◆ **Exercise directions**
The required output is the complete listing, copied word for word.

◆ **Records supplied**
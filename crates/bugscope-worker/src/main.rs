//! bugscope analysis worker.
//!
//! Connects to the database, picks an analysis provider and runs the job
//! worker until Ctrl-C.

use std::path::Path;
use std::sync::Arc;

use tracing::info;
use tracing_appender::non_blocking::WorkerGuard;
use tracing_subscriber::{layer::SubscriberExt, util::SubscriberInitExt};

use bugscope_db::{Database, PoolConfig};
use bugscope_inference::AnalysisBackend;
use bugscope_jobs::{AnalysisPipeline, JobWorker, WorkerConfig};

const DEFAULT_DATABASE_URL: &str = "postgres://localhost/bugscope";
const DEFAULT_LOG_FILTER: &str = "bugscope=info,bugscope_jobs=debug";
const DEFAULT_LOG_FILE_NAME: &str = "bugscope-worker.log";

#[tokio::main]
async fn main() -> anyhow::Result<()> {
    // Load environment variables
    dotenvy::dotenv().ok();

    let _file_guard = init_tracing();

    let database_url =
        std::env::var("DATABASE_URL").unwrap_or_else(|_| DEFAULT_DATABASE_URL.to_string());

    info!(subsystem = "worker", "Connecting to database...");
    let db = Database::connect_with_config(&database_url, PoolConfig::from_env()).await?;
    info!(subsystem = "worker", "Database connected");

    info!(subsystem = "worker", "Running database migrations...");
    db.migrate().await?;
    info!(subsystem = "worker", "Database migrations complete");

    let provider = Arc::new(AnalysisBackend::from_env()?);
    let config = WorkerConfig::from_env();

    if let Some(root) = &config.context_root {
        if !root.is_dir() {
            tracing::warn!(
                subsystem = "worker",
                root = %root.display(),
                "CODE_CONTEXT_ROOT is not a directory, analyses will run without code context"
            );
        }
    }

    let pipeline = AnalysisPipeline::from_database(&db, provider)
        .with_context_root(config.context_root.clone());

    let handle = JobWorker::new(pipeline, config).start();

    tokio::signal::ctrl_c().await?;
    info!(subsystem = "worker", "Shutdown requested, finishing current cycle");

    // The loop may already have exited when disabled
    if let Err(e) = handle.shutdown().await {
        tracing::debug!(subsystem = "worker", error = %e, "Worker already stopped");
    }
    handle.join().await;

    bugscope_db::log_pool_metrics(db.pool());
    db.pool().close().await;
    info!(subsystem = "worker", "Shutdown complete");
    Ok(())
}

/// Initialize tracing with configurable output.
///
/// Environment variables:
///   LOG_FORMAT  - "json" or "text" (default: "text")
///   LOG_FILE    - path to log file (optional, enables daily-rotated file logging)
///   LOG_ANSI    - "true"/"false" override ANSI colors (auto-detected by default)
///   RUST_LOG    - standard env filter (default: "bugscope=info,bugscope_jobs=debug")
fn init_tracing() -> Option<WorkerGuard> {
    let log_format = std::env::var("LOG_FORMAT").unwrap_or_else(|_| "text".to_string());
    let log_file = std::env::var("LOG_FILE").ok();
    let log_ansi = std::env::var("LOG_ANSI")
        .ok()
        .map(|v| v == "true" || v == "1");

    let env_filter = tracing_subscriber::EnvFilter::try_from_default_env()
        .unwrap_or_else(|_| DEFAULT_LOG_FILTER.into());

    let registry = tracing_subscriber::registry().with(env_filter);

    let guard = if let Some(ref path) = log_file {
        let (file_dir, file_name) = log_file_parts(path);
        let file_appender = tracing_appender::rolling::daily(file_dir, file_name);
        let (non_blocking, guard) = tracing_appender::non_blocking(file_appender);

        if log_format == "json" {
            registry
                .with(
                    tracing_subscriber::fmt::layer()
                        .json()
                        .with_writer(non_blocking),
                )
                .init();
        } else {
            // No ANSI in files unless asked for
            let layer = tracing_subscriber::fmt::layer()
                .with_writer(non_blocking)
                .with_ansi(log_ansi.unwrap_or(false));
            registry.with(layer).init();
        }
        Some(guard)
    } else {
        if log_format == "json" {
            registry
                .with(tracing_subscriber::fmt::layer().json())
                .init();
        } else {
            let mut layer = tracing_subscriber::fmt::layer();
            if let Some(ansi) = log_ansi {
                layer = layer.with_ansi(ansi);
            }
            registry.with(layer).init();
        }
        None
    };

    info!(
        subsystem = "worker",
        log_format = %log_format,
        log_file = log_file.as_deref().unwrap_or("(stdout)"),
        "Logging initialized"
    );
    guard
}

/// Split `LOG_FILE` into the rotation directory and file name prefix.
fn log_file_parts(path: &str) -> (&Path, &str) {
    let path = Path::new(path);
    let dir = match path.parent() {
        Some(parent) if !parent.as_os_str().is_empty() => parent,
        _ => Path::new("."),
    };
    let name = path
        .file_name()
        .and_then(|f| f.to_str())
        .unwrap_or(DEFAULT_LOG_FILE_NAME);
    (dir, name)
}
//! # bugscope-db
//!
//! Storage layer for bugscope.
//!
//! This crate provides:
//! - Connection pool management
//! - PostgreSQL repositories for projects, bug reports and the job queue
//! - An in-memory store implementing the same traits
//!
//! ## Example
//!
//! ```rust,ignore
//! use bugscope_db::{Database, JobRepository, JobType};
//!
//! #[tokio::main]
//! async fn main() -> Result<(), Box<dyn std::error::Error>> {
//!     let db = Database::connect("postgres://localhost/bugscope").await?;
//!
//!     if let Some(job) = db.jobs.claim_next(JobType::AnalyzeBug).await? {
//!         println!("Claimed job: {}", job.id);
//!     }
//!     Ok(())
//! }
//! ```
pub mod bugs;
pub mod codec;
pub mod jobs;
pub mod memory;
pub mod pool;
pub mod projects;

// Re-export core types
pub use bugscope_core::*;

// Re-export repository implementations
pub use bugs::PgBugRepository;
pub use jobs::PgJobRepository;
pub use memory::MemoryStore;
pub use pool::{create_pool, create_pool_with_config, log_pool_metrics, PoolConfig};
pub use projects::PgProjectRepository;

/// Combined database context with all repositories.
#[derive(Clone)]
pub struct Database {
    /// The underlying connection pool.
    pub pool: sqlx::Pool<sqlx::Postgres>,
    /// Project repository.
    pub projects: PgProjectRepository,
    /// Bug report repository.
    pub bugs: PgBugRepository,
    /// Job queue repository.
    pub jobs: PgJobRepository,
}

impl Database {
    /// Create a new Database instance from a connection pool.
    pub fn new(pool: sqlx::Pool<sqlx::Postgres>) -> Self {
        Self {
            projects: PgProjectRepository::new(pool.clone()),
            bugs: PgBugRepository::new(pool.clone()),
            jobs: PgJobRepository::new(pool.clone()),
            pool,
        }
    }

    /// Create a new Database instance by connecting to the given URL.
    pub async fn connect(url: &str) -> Result<Self> {
        let pool = create_pool(url).await?;
        Ok(Self::new(pool))
    }

    /// Create with custom pool configuration.
    pub async fn connect_with_config(url: &str, config: PoolConfig) -> Result<Self> {
        let pool = create_pool_with_config(url, config).await?;
        Ok(Self::new(pool))
    }

    /// Run pending migrations.
    #[cfg(feature = "migrations")]
    pub async fn migrate(&self) -> Result<()> {
        sqlx::migrate!("./migrations")
            .run(&self.pool)
            .await
            .map_err(|e| Error::Database(sqlx::Error::Migrate(Box::new(e))))?;
        Ok(())
    }

    /// Get the underlying connection pool.
    pub fn pool(&self) -> &sqlx::Pool<sqlx::Postgres> {
        &self.pool
    }
}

◆ **Answer to the problem**
filename crates/bugscope-worker/src/main.rs
//! bugscope analysis worker.
//!
//! Connects to the database, picks an analysis provider and runs the job
//! worker until Ctrl-C.

use std::path::Path;
use std::sync::Arc;

use tracing::info;
use tracing_appender::non_blocking::WorkerGuard;
use tracing_subscriber::{layer::SubscriberExt, util::SubscriberInitExt};

use bugscope_db::{Database, PoolConfig};
use bugscope_inference::AnalysisBackend;
use bugscope_jobs::{AnalysisPipeline, JobWorker, WorkerConfig};

const DEFAULT_DATABASE_URL: &str = "postgres://localhost/bugscope";
const DEFAULT_LOG_FILTER: &str = "bugscope=info,bugscope_jobs=debug";
const DEFAULT_LOG_FILE_NAME: &str = "bugscope-worker.log";

#[tokio::main]
async fn main() -> anyhow::Result<()> {
    // Load environment variables
    dotenvy::dotenv().ok();

    let _file_guard = init_tracing();

    let database_url =
        std::env::var("DATABASE_URL").unwrap_or_else(|_| DEFAULT_DATABASE_URL.to_string());

    info!(subsystem = "worker", "Connecting to database...");
    let db = Database::connect_with_config(&database_url, PoolConfig::from_env()).await?;
    info!(subsystem = "worker", "Database connected");

    info!(subsystem = "worker", "Running database migrations...");
    db.migrate().await?;
    info!(subsystem = "worker", "Database migrations complete");

    let provider = Arc::new(AnalysisBackend::from_env()?);
    let config = WorkerConfig::from_env();

    if let Some(root) = &config.context_root {
        if !root.is_dir() {
            tracing::warn!(
                subsystem = "worker",
                root = %root.display(),
                "CODE_CONTEXT_ROOT is not a directory, analyses will run without code context"
            );
        }
    }

    let pipeline = AnalysisPipeline::from_database(&db, provider)
        .with_context_root(config.context_root.clone());

    let handle = JobWorker::new(pipeline, config).start();

    tokio::signal::ctrl_c().await?;
    info!(subsystem = "worker", "Shutdown requested, finishing current cycle");

    // The loop may already have exited when disabled
    if let Err(e) = handle.shutdown().await {
        tracing::debug!(subsystem = "worker", error = %e, "Worker already stopped");
    }
    handle.join().await;

    bugscope_db::log_pool_metrics(db.pool());
    db.pool().close().await;
    info!(subsystem = "worker", "Shutdown complete");
    Ok(())
}

/// Initialize tracing with configurable output.
///
/// Environment variables:
///   LOG_FORMAT  - "json" or "text" (default: "text")
///   LOG_FILE    - path to log file (optional, enables daily-rotated file logging)
///   LOG_ANSI    - "true"/"false" override ANSI colors (auto-detected by default)
///   RUST_LOG    - standard env filter (default: "bugscope=info,bugscope_jobs=debug")
fn init_tracing() -> Option<WorkerGuard> {
    let log_format = std::env::var("LOG_FORMAT").unwrap_or_else(|_| "text".to_string());
    let log_file = std::env::var("LOG_FILE").ok();
    let log_ansi = std::env::var("LOG_ANSI")
        .ok()
        .map(|v| v == "true" || v == "1");

    let env_filter = tracing_subscriber::EnvFilter::try_from_default_env()
        .unwrap_or_else(|_| DEFAULT_LOG_FILTER.into());

    let registry = tracing_subscriber::registry().with(env_filter);

    let guard = if let Some(ref path) = log_file {
        let (file_dir, file_name) = log_file_parts(path);
        let file_appender = tracing_appender::rolling::daily(file_dir, file_name);
        let (non_blocking, guard) = tracing_appender::non_blocking(file_appender);

        if log_format == "json" {
            registry
                .with(
                    tracing_subscriber::fmt::layer()
                        .json()
                        .with_writer(non_blocking),
                )
                .init();
        } else {
            // No ANSI in files unless asked for
            let layer = tracing_subscriber::fmt::layer()
                .with_writer(non_blocking)
                .with_ansi(log_ansi.unwrap_or(false));
            registry.with(layer).init();
        }
        Some(guard)
    } else {
        if log_format == "json" {
            registry
                .with(tracing_subscriber::fmt::layer().json())
                .init();
        } else {
            let mut layer = tracing_subscriber::fmt::layer();
            if let Some(ansi) = log_ansi {
                layer = layer.with_ansi(ansi);
            }
            registry.with(layer).init();
        }
        None
    };

    info!(
        subsystem = "worker",
        log_format = %log_format,
        log_file = log_file.as_deref().unwrap_or("(stdout)"),
        "Logging initialized"
    );
    guard
}

/// Split `LOG_FILE` into the rotation directory and file name prefix.
fn log_file_parts(path: &str) -> (&Path, &str) {
    let path = Path::new(path);
    let dir = match path.parent() {
        Some(parent) if !parent.as_os_str().is_empty() => parent,
        _ => Path::new("."),
    };
    let name = path
        .file_name()
        .and_then(|f| f.to_str())
        .unwrap_or(DEFAULT_LOG_FILE_NAME);
    (dir, name)
}
//! # bugscope-db
//!
//! Storage layer for bugscope.
//!
//! This crate provides:
//! - Connection pool management
//! - PostgreSQL repositories for projects, bug reports and the job queue
//! - An in-memory store implementing the same traits
//!
//! ## Example
//!
//! ```rust,ignore
//! use bugscope_db::{Database, JobRepository, JobType};
//!
//! #[tokio::main]
//! async fn main() -> Result<(), Box<dyn std::error::Error>> {
//!     let db = Database::connect("postgres://localhost/bugscope").await?;
//!
//!     if let Some(job) = db.jobs.claim_next(JobType::AnalyzeBug).await? {
//!         println!("Claimed job: {}", job.id);
//!     }
//!     Ok(())
//! }
//! ```
pub mod bugs;
pub mod codec;
pub mod jobs;
pub mod memory;
pub mod pool;
pub mod projects;

// Re-export core types
pub use bugscope_core::*;

// Re-export repository implementations
pub use bugs::PgBugRepository;
pub use jobs::PgJobRepository;
pub use memory::MemoryStore;
pub use pool::{create_pool, create_pool_with_config, log_pool_metrics, PoolConfig};
pub use projects::PgProjectRepository;

/// Combined database context with all repositories.
#[derive(Clone)]
pub struct Database {
    /// The underlying connection pool.
    pub pool: sqlx::Pool<sqlx::Postgres>,
    /// Project repository.
    pub projects: PgProjectRepository,
    /// Bug report repository.
    pub bugs: PgBugRepository,
    /// Job queue repository.
    pub jobs: PgJobRepository,
}

impl Database {
    /// Create a new Database instance from a connection pool.
    pub fn new(pool: sqlx::Pool<sqlx::Postgres>) -> Self {
        Self {
            projects: PgProjectRepository::new(pool.clone()),
            bugs: PgBugRepository::new(pool.clone()),
            jobs: PgJobRepository::new(pool.clone()),
            pool,
        }
    }

    /// Create a new Database instance by connecting to the given URL.
    pub async fn connect(url: &str) -> Result<Self> {
        let pool = create_pool(url).await?;
        Ok(Self::new(pool))
    }

    /// Create with custom pool configuration.
    pub async fn connect_with_config(url: &str, config: PoolConfig) -> Result<Self> {
        let pool = create_pool_with_config(url, config).await?;
        Ok(Self::new(pool))
    }

    /// Run pending migrations.
    #[cfg(feature = "migrations")]
    pub async fn migrate(&self) -> Result<()> {
        sqlx::migrate!("./migrations")
            .run(&self.pool)
            .await
            .map_err(|e| Error::Database(sqlx::Error::Migrate(Box::new(e))))?;
        Ok(())
    }

    /// Get the underlying connection pool.
    pub fn pool(&self) -> &sqlx::Pool<sqlx::Postgres> {
        &self.pool
    }
}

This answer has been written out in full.